Recovery of the Lost Contributions
The SSA chief actuary told the Daily Beast that unauthorized immigrants will sustain the Social Security by not only their own contributions but also those of succeeding generations from their children, who will be natural born citizens from day one.
The Congressional Budget Office said the bipartisan Senate bill passed last year with 68 votes would cut the deficit by $820 billion over 20 years. Obama’s executive order would allow legalized workers to collect benefits when they reach retirement age, a long way away for many of them, and millions of legalized young workers brought into the system and paying taxes into it for decades before becoming eligible to collect benefits from it would offset any potential loss.
Some say the SSA’s worst problem is that there are fewer Americans paying into the system than there are those retired or about to retire and in need of support, so for that reason an increased number of people working and paying into the system would be better for everybody.
A Favorable Financial Forecast
A social security expert at the Brookings Institution says that 75 years into the future the legalization of some five million immigrants by executive order would be like a boost in population, which is typically a positive good for the SSA trust fund, as is an increase in net migration of young working people into the system. In this way immigrants are the lifeblood of the American economy.
Opponents of everything but deportation or self-deportation say these people rely on government benefits or take jobs from workers born in the USA. Many immigrants without legal documentation work surreptitiously off the books, under the table, unauthorized and in fact prohibited by the established, official order. This unlawful arrangement suits short-sighted employers because they avoid paying their fair share of taxes on such clandestine, unofficial employees.
Obama’s executive order would move these workers from what Brookings Institute scholar William Galston calls the gray into the sunlit economy. Bringing people in their 20s and 30s into the official system to pay taxes for 30 and 40 years is a good thing according to common sense, he says.

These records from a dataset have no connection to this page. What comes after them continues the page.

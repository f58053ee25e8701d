//! Error types shared across the tfpilot core
//!
//! One enum covers the whole pipeline. The variants mirror how failures are
//! surfaced to callers: `MalformedLocator` and `NotFound` are returned
//! synchronously from the parse path, everything after a deployment has been
//! accepted travels over the event channel instead.

use thiserror::Error;

#[derive(Error, Debug, Clone)]
pub enum PilotError {
    #[error("Malformed repository locator: {0}")]
    MalformedLocator(String),
    #[error("Not found: {0}")]
    NotFound(String),
    #[error("GitHub request failed: {0}")]
    Fetch(String),
    #[error("Parsing error: {0}")]
    Parse(String),
    #[error("Deployment error: {0}")]
    Deploy(String),
    #[error("Configuration error: {0}")]
    Config(String),
    #[error("I/O error: {0}")]
    Io(String),
}

impl From<std::io::Error> for PilotError {
    fn from(err: std::io::Error) -> Self {
        PilotError::Io(err.to_string())
    }
}

impl From<reqwest::Error> for PilotError {
    fn from(err: reqwest::Error) -> Self {
        PilotError::Fetch(err.to_string())
    }
}

impl From<serde_json::Error> for PilotError {
    fn from(err: serde_json::Error) -> Self {
        PilotError::Parse(err.to_string())
    }
}
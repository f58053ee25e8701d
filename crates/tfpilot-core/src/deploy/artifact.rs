//! Rendering the on-disk inputs for the provisioning executable
//!
//! The defaults artifact is one `name = value` line per non-sensitive
//! variable. Sensitive variables never reach this file; they travel as
//! `TF_VAR_<name>` process environment instead.

use crate::config::BackendConfig;
use serde_json::{json, Value};
use std::collections::{BTreeMap, BTreeSet};

/// Render the variable-defaults artifact, excluding sensitive names.
pub fn render_tfvars(values: &BTreeMap<String, Value>, sensitive: &BTreeSet<String>) -> String {
    let mut out = String::new();
    for (name, value) in values {
        if sensitive.contains(name) {
            continue;
        }
        out.push_str(name);
        out.push_str(" = ");
        out.push_str(&render_value(value));
        out.push('\n');
    }
    out
}

/// Render one value in HCL literal syntax.
pub fn render_value(value: &Value) -> String {
    match value {
        Value::Null => "null".to_string(),
        Value::Bool(b) => b.to_string(),
        Value::Number(n) => n.to_string(),
        Value::String(s) => {
            // A string beginning with a bracket is a pre-rendered collection
            // literal (complex defaults are carried as raw text) and passes
            // through unquoted.
            let trimmed = s.trim_start();
            if trimmed.starts_with('[') || trimmed.starts_with('{') {
                s.clone()
            } else {
                quote(s)
            }
        }
        Value::Array(items) => {
            let rendered: Vec<String> = items.iter().map(render_value).collect();
            format!("[{}]", rendered.join(", "))
        }
        Value::Object(map) => {
            let mut out = String::from("{\n");
            for (key, item) in map {
                out.push_str("  ");
                out.push_str(&render_key(key));
                out.push_str(" = ");
                out.push_str(&render_value(item));
                out.push('\n');
            }
            out.push('}');
            out
        }
    }
}

fn render_key(key: &str) -> String {
    if key.contains('-') || key.contains(' ') {
        quote(key)
    } else {
        key.to_string()
    }
}

fn quote(raw: &str) -> String {
    let mut out = String::with_capacity(raw.len() + 2);
    out.push('"');
    for c in raw.chars() {
        match c {
            '"' => out.push_str("\\\""),
            '\\' => out.push_str("\\\\"),
            '\n' => out.push_str("\\n"),
            other => out.push(other),
        }
    }
    out.push('"');
    out
}

/// Render the backend-state configuration as `backend.tf.json` content.
pub fn render_backend(backend: &BackendConfig) -> String {
    let mut by_type = serde_json::Map::new();
    by_type.insert(backend.backend_type.clone(), json!(backend.settings));
    let document = json!({ "terraform": { "backend": by_type } });
    serde_json::to_string_pretty(&document).unwrap_or_default()
}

Common sense is often missing from the emotional debate over illegal immigration. As Americans face two great demographic shifts, the graying and the browning of America, the economic benefits from legalizing millions of people must be clear to those affected directly and to Americans generally.
The Contrary Viewpoint
So argues the CAP, but the AEI presents an opposing view based on the same facts. The AEI agrees that illegal immigrants who pay SSA taxes cannot receive benefits from their payments, which are good for SSA finances. Legal immigrants, on the other hand, pay less in taxes than they receive in benefits.

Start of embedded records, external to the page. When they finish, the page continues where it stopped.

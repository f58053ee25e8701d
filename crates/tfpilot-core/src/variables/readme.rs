//! Best-effort variable discovery in prose documentation
//!
//! Four matcher strategies behind one trait, tried in a fixed order: markdown
//! table rows, bulleted definitions, colon definitions, and bare headings.
//! The first pattern to name a variable wins; later patterns only fill names
//! not already present. Every record is a guess and is treated as such by the
//! merge step (documentation never makes a variable required).

use crate::variables::{parse_number, runtime_type_name, strip_quotes};
use regex::Regex;
use serde::{Deserialize, Serialize};
use serde_json::Value;
use std::collections::BTreeMap;

/// A variable mention recovered from documentation.
#[derive(Debug, Clone, PartialEq, Serialize, Deserialize)]
#[serde(rename_all = "camelCase")]
pub struct ReadmeRecord {
    pub value: Value,
    #[serde(rename = "type")]
    pub var_type: String,
    #[serde(default)]
    pub description: String,
    #[serde(skip_serializing_if = "Option::is_none")]
    pub original: Option<String>,
    pub source: String,
}

impl ReadmeRecord {
    fn new(value: Value, var_type: String, description: String, original: Option<String>) -> Self {
        Self {
            value,
            var_type,
            description,
            original,
            source: "readme".to_string(),
        }
    }
}

/// One extraction heuristic over the whole document.
pub trait DocPattern {
    fn name(&self) -> &'static str;
    /// Candidate records, in document order. Callers apply first-writer-wins.
    fn attempt(&self, text: &str) -> Vec<(String, ReadmeRecord)>;
}

/// Run all patterns in their fixed precedence order.
pub fn extract(content: &str) -> BTreeMap<String, ReadmeRecord> {
    let patterns: Vec<Box<dyn DocPattern>> = vec![
        Box::new(TableRowPattern),
        Box::new(BulletPattern),
        Box::new(ColonPattern),
        Box::new(HeadingPattern),
    ];
    let mut records: BTreeMap<String, ReadmeRecord> = BTreeMap::new();
    for pattern in &patterns {
        for (name, record) in pattern.attempt(content) {
            if !records.contains_key(&name) {
                log::debug!("readme pattern '{}' matched '{}'", pattern.name(), name);
                records.insert(name, record);
            }
        }
    }
    records
}

fn is_identifier(name: &str) -> bool {
    let re = Regex::new(r"^[A-Za-z_][A-Za-z0-9_-]*$").unwrap();
    re.is_match(name)
}

fn strip_backticks(raw: &str) -> &str {
    raw.trim().trim_matches('`').trim()
}

/// Coerce a documentation value hint. Placeholders become the empty string,
/// quoted or bare booleans and numbers coerce, anything else stays raw text.
fn coerce_doc_value(raw: &str) -> (Value, Option<String>) {
    let trimmed = strip_backticks(raw);
    if trimmed.is_empty() || trimmed == "-" {
        return (Value::String(String::new()), None);
    }
    let original = Some(trimmed.to_string());
    let unquoted = strip_quotes(trimmed).unwrap_or(trimmed);
    let value = match unquoted {
        "true" => Value::Bool(true),
        "false" => Value::Bool(false),
        other => parse_number(other).unwrap_or_else(|| Value::String(other.to_string())),
    };
    (value, original)
}

/// Infer a type name from an explicit hint cell, falling back to the runtime
/// type of the coerced value.
fn infer_type(hint: &str, value: &Value) -> String {
    let lowered = strip_backticks(hint).to_lowercase();
    if lowered.contains("bool") {
        "boolean".to_string()
    } else if lowered.contains("number") || lowered.contains("int") {
        "number".to_string()
    } else if lowered.contains("string") {
        "string".to_string()
    } else {
        runtime_type_name(value).to_string()
    }
}

/// Split an optional trailing `(default: ...)` off a description.
fn split_default_suffix(text: &str) -> (String, Option<String>) {
    let re = Regex::new(r"(?i)\(default:\s*([^)]*)\)\s*$").unwrap();
    match re.captures(text) {
        Some(caps) => {
            let default = caps[1].trim().to_string();
            let description = text[..caps.get(0).unwrap().start()].trim().to_string();
            (description, Some(default))
        }
        None => (text.trim().to_string(), None),
    }
}

/// `| name | description | type | default |` table rows.
struct TableRowPattern;

impl DocPattern for TableRowPattern {
    fn name(&self) -> &'static str {
        "table-row"
    }

    fn attempt(&self, text: &str) -> Vec<(String, ReadmeRecord)> {
        let mut out = Vec::new();
        for line in text.lines() {
            let trimmed = line.trim();
            if !trimmed.starts_with('|') || !trimmed.ends_with('|') {
                continue;
            }
            let cells: Vec<&str> = trimmed[1..trimmed.len() - 1].split('|').collect();
            if cells.len() < 4 {
                continue;
            }
            let name = strip_backticks(cells[0]);
            // Header row ("Variable", "Variables", ...) and separator rows
            if name.to_lowercase().contains("variable") {
                continue;
            }
            if name.chars().all(|c| c == '-' || c == ':' || c == ' ') {
                continue;
            }
            if !is_identifier(name) {
                continue;
            }
            let description = cells[1].trim().to_string();
            let (value, original) = coerce_doc_value(cells[3]);
            let var_type = infer_type(cells[2], &value);
            out.push((
                name.to_string(),
                ReadmeRecord::new(value, var_type, description, original),
            ));
        }
        out
    }
}

/// `- `name`: description (default: ...)` bullets.
struct BulletPattern;

impl DocPattern for BulletPattern {
    fn name(&self) -> &'static str {
        "bullet"
    }

    fn attempt(&self, text: &str) -> Vec<(String, ReadmeRecord)> {
        let re = Regex::new(r"(?m)^\s*[-*+]\s+`([A-Za-z_][A-Za-z0-9_-]*)`\s*[:\-–—]?\s*(.*)$")
            .unwrap();
        let mut out = Vec::new();
        for caps in re.captures_iter(text) {
            let name = caps[1].to_string();
            let (description, default) = split_default_suffix(&caps[2]);
            let (value, original) = match &default {
                Some(d) => coerce_doc_value(d),
                None => (Value::String(String::new()), None),
            };
            let var_type = runtime_type_name(&value).to_string();
            out.push((
                name,
                ReadmeRecord::new(value, var_type, description, original),
            ));
        }
        out
    }
}

/// `name: description (Default: ...)` at line start.
struct ColonPattern;

impl DocPattern for ColonPattern {
    fn name(&self) -> &'static str {
        "colon-definition"
    }

    fn attempt(&self, text: &str) -> Vec<(String, ReadmeRecord)> {
        let re = Regex::new(r"(?m)^([A-Za-z_][A-Za-z0-9_-]*):[ \t]+(.*)$").unwrap();
        let mut out = Vec::new();
        for caps in re.captures_iter(text) {
            let name = caps[1].to_string();
            let (description, default) = split_default_suffix(&caps[2]);
            let (value, original) = match &default {
                Some(d) => coerce_doc_value(d),
                None => (Value::String(String::new()), None),
            };
            let var_type = runtime_type_name(&value).to_string();
            out.push((
                name,
                ReadmeRecord::new(value, var_type, description, original),
            ));
        }
        out
    }
}

/// Level-2/3 headings whose text is exactly an identifier.
///
/// Name discovery only: the record is empty apart from the name, so the
/// variable surfaces in the merged model without inventing a description.
struct HeadingPattern;

impl DocPattern for HeadingPattern {
    fn name(&self) -> &'static str {
        "heading"
    }

    fn attempt(&self, text: &str) -> Vec<(String, ReadmeRecord)> {
        let re = Regex::new(r"(?m)^#{2,3}[ \t]+`?([A-Za-z_][A-Za-z0-9_-]*)`?\s*$").unwrap();
        let mut out = Vec::new();
        for caps in re.captures_iter(text) {
            out.push((
                caps[1].to_string(),
                ReadmeRecord::new(
                    Value::String(String::new()),
                    "string".to_string(),
                    String::new(),
                    None,
                ),
            ));
        }
        out
    }
}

By “comprehensive immigration reform” politicians usually mean that illegal immigrants would receive amnesty, a path to citizenship, or some form of legalization. So millions who under current law cannot receive benefits would begin to receive benefits that would stress SSA finances. Second, the flow of legal immigrants into the USA likely would increase. As these pay less in taxes than they receive in benefits, their increased numbers would be no financial plus either. And so, concludes the AEI, the logic of saving social security through immigration, which at first may make sense, falls apart under a close look.
Beeraj Patel, Esq.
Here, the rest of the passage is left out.